Mr. Beckett looked through the binocs again, then started banging his head against the ambulance’s metal wall.
“Blow it,” he whimpered. “Blow it.”
“How many times do I have to tell you?” Mr. Joyce said. “It’s all about the placement, otherwise it’ll do cosmetic damage at best.”
“I don’t give a shit! Blow the damn thing now!”
“Fine,” said Mr. Joyce. “You win. Just so you know, it’s not ready.”
“Blow it!”
“First say that it’s your call,” said Mr. Joyce. “I don’t want you blaming this on me later.”
“It’s my call! It’s my call!” Mr. Beckett cried.
Mr. Joyce set off the detonators on the eighty pounds of plastic explosives with a soft press of his thumb.
We were in the stairwell, nervous, feeling as powerless as schoolchildren in a teacher-led fire drill. It wasn’t the weird sound we suddenly heard that was that concerning. It was the hard shudder that a moment later came up through the ground and wrenched through the stairs and walls into the marrow of our bones.
Everyone stopped dead on the stairs with a collective gasp as the concrete drunkenly swayed back and forth under our feet. I looked up immediately at the ceiling, along with everyone else, suddenly feeling the hard beating of my heart as I wondered if it was about to drop down on top of us.
“Oh, my God, Mike! Look!” said Brooklyn, elbowing me in the neck as she pointed up at the stairwell window.
I looked.
Behind the courthouses, up on Broadway, about two long blocks away, I saw 26 Federal Plaza, the huge, monolithic FBI headquarters building. Something was wrong. Smoke was rising in the air above it. The smoke seemed to be coming from many of its seemingly blown-open windows.
Emily!
I watched helplessly as more of its windows blew out simultaneously, almost in a left-to-right diagonal line, flashing with a blinding white light.
I looked silently at what happened next.
The top floors of 26 Fed seemed to tremble and waft back and forth. There was a thunderclap crack of concrete and a horrid creak and groan of shearing steel. Then the top stories of the building freed themselves from their blown moorings and slowly slid away into empty air.
“Dear holy God,” I said. The building around us rocked again as most of 26 Fed’s million-pound avalanche of glass and stone crashed down onto the streets below.
When I peeled my eyes away from the mushrooming dust cloud out the window, I could hear somebody crying. It was the mayor, two steps above me. She was bawling her eyes out.
“They’re dead,” she kept saying as she crumpled to the floor. “They’re dead. They’re all dead.”
Every cop there turned and looked at each other as the dust plume rose into the sky. Doyle and Arturo and Brooklyn and Chief Fabretti. The shock was fine. What wasn’t so fine was the fear. The pale and shivering crazed looks of fear.
“Déjà vu all over again,” said Doyle, licking his lips.

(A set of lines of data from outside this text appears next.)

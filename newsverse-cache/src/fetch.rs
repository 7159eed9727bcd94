//! The fetch seam between the cache and the remote gateway.

use async_trait::async_trait;
use newsverse_core::{CacheValue, GatewayError};

/// Outcome of one fetch. Cloneable so a single in-flight fetch can resolve
/// every de-duplicated waiter.
pub type FetchResult = Result<CacheValue, GatewayError>;

/// Fetch function associated with a cache key.
///
/// Registered once per key; the cache invokes it when a read finds the
/// entry stale or absent. Implementations perform exactly one logical
/// fetch and classify failures; they never mutate the cache themselves.
#[async_trait]
pub trait Fetcher: Send + Sync {
    async fn fetch(&self) -> FetchResult;
}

He had his gun in his hand. I gently helped him put it away.
“This is crazy. This is crazy. This is crazy,” said Arturo hysterically.
I put my arm on Arturo’s shoulder. I opened my mouth, but I was speechless. He was in shock, the same as me. He was also right.

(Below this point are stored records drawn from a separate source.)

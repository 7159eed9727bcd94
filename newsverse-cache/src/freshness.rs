//! Freshness states for cache entries.

/// Freshness of one cache entry.
///
/// The state is explicit so consumers never have to guess whether a value
/// they observe is current, a last-known snapshot awaiting refetch, or
/// mid-fetch.
#[derive(Debug, Clone, Copy, PartialEq, Eq, Default)]
pub enum Freshness {
    /// The value reflects the latest committed write.
    Fresh,
    /// The value (if any) is a last-known snapshot; the next read triggers
    /// a refetch.
    #[default]
    Stale,
    /// A fetch is in flight for this key.
    Loading,
}

impl Freshness {
    /// Returns true if a read can be served without touching the network.
    pub fn is_fresh(&self) -> bool {
        matches!(self, Self::Fresh)
    }

    /// Returns true if the next read must refetch.
    pub fn is_stale(&self) -> bool {
        matches!(self, Self::Stale)
    }

    /// Returns true while a fetch is in flight.
    pub fn is_loading(&self) -> bool {
        matches!(self, Self::Loading)
    }
}

#[cfg(test)]
mod tests {
    use super::*;

    #[test]
    fn test_default_is_stale() {
        assert!(Freshness::default().is_stale());
    }

    #[test]
    fn test_predicates_are_exclusive() {
        for state in [Freshness::Fresh, Freshness::Stale, Freshness::Loading] {
            let hits = [state.is_fresh(), state.is_stale(), state.is_loading()]
                .iter()
                .filter(|b| **b)
                .count();
            assert_eq!(hits, 1);
        }
    }
}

Then I was running down the stairs two by two, speed-dialing Emily as I began to pray that she miraculously might still be alive.

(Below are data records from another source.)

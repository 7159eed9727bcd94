//! Client configuration.
//!
//! Environment-driven with sensible local defaults, so an unconfigured
//! client talks to a NewsVerse backend on localhost.

use std::env;
use std::time::Duration;

use newsverse_core::ConfigError;

// ============================================================================
// Defaults
// ============================================================================

const DEFAULT_API_BASE_URL: &str = "http://localhost:8000";
const DEFAULT_LOGIN_URL: &str = "http://localhost:8000/login/google";
const DEFAULT_REQUEST_TIMEOUT_SECS: u64 = 10;

// ============================================================================
// ClientConfig
// ============================================================================

/// Connection settings for the remote gateway and the login redirect.
#[derive(Debug, Clone)]
pub struct ClientConfig {
    /// Base URL all gateway paths are joined onto. No trailing slash.
    pub api_base_url: String,
    /// External login page users are redirected to when unauthenticated.
    pub login_url: String,
    /// Per-request timeout for gateway calls.
    pub request_timeout: Duration,
}

impl Default for ClientConfig {
    fn default() -> Self {
        ClientConfig {
            api_base_url: DEFAULT_API_BASE_URL.to_string(),
            login_url: DEFAULT_LOGIN_URL.to_string(),
            request_timeout: Duration::from_secs(DEFAULT_REQUEST_TIMEOUT_SECS),
        }
    }
}

impl ClientConfig {
    /// Load configuration from the environment, falling back to defaults
    /// for anything unset.
    ///
    /// Recognized variables:
    /// - `NEWSVERSE_API_BASE_URL`
    /// - `NEWSVERSE_LOGIN_URL`
    /// - `NEWSVERSE_REQUEST_TIMEOUT_SECS`
    pub fn from_env() -> Result<Self, ConfigError> {
        let mut config = ClientConfig::default();

        if let Ok(url) = env::var("NEWSVERSE_API_BASE_URL") {
            config.api_base_url = url.trim_end_matches('/').to_string();
        }
        if let Ok(url) = env::var("NEWSVERSE_LOGIN_URL") {
            config.login_url = url;
        }
        if let Ok(secs) = env::var("NEWSVERSE_REQUEST_TIMEOUT_SECS") {
            let secs: u64 =
                secs.parse()
                    .map_err(|_| ConfigError::InvalidValue {
                        field: "NEWSVERSE_REQUEST_TIMEOUT_SECS".to_string(),
                        value: secs.clone(),
                        reason: "must be a whole number of seconds".to_string(),
                    })?;
            if secs == 0 {
                return Err(ConfigError::InvalidValue {
                    field: "NEWSVERSE_REQUEST_TIMEOUT_SECS".to_string(),
                    value: secs.to_string(),
                    reason: "timeout must be at least one second".to_string(),
                });
            }
            config.request_timeout = Duration::from_secs(secs);
        }

        Ok(config)
    }
}

// ============================================================================
// Tests
// ============================================================================

#[cfg(test)]
mod tests {
    use super::*;

    #[test]
    fn test_default_config_targets_localhost() {
        let config = ClientConfig::default();
        assert_eq!(config.api_base_url, "http://localhost:8000");
        assert_eq!(config.login_url, "http://localhost:8000/login/google");
        assert_eq!(config.request_timeout, Duration::from_secs(10));
    }
}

I hit the street and ran as fast as I could up narrow Saint Andrew’s Plaza toward the destruction.
I couldn’t tear my eyes away from the sky above the buildings. A misty cloud of gray dust was above it. It kept billowing wider and wider. Within the expanding gray cloud was a confetti-like, glittering mass of debris that I realized after a moment was paper.
I kept trying to call Emily as I ran, but her phone kept kicking into voice mail.
Maybe she’s just on the phone, I thought with desperate hope. Or her phone needs charging. Or the cell sites are down.
As I neared Foley Square, the Irish prayer to Saint Michael, the patron saint of cops, which Seamus had made me memorize when I graduated from the academy, suddenly popped into my head.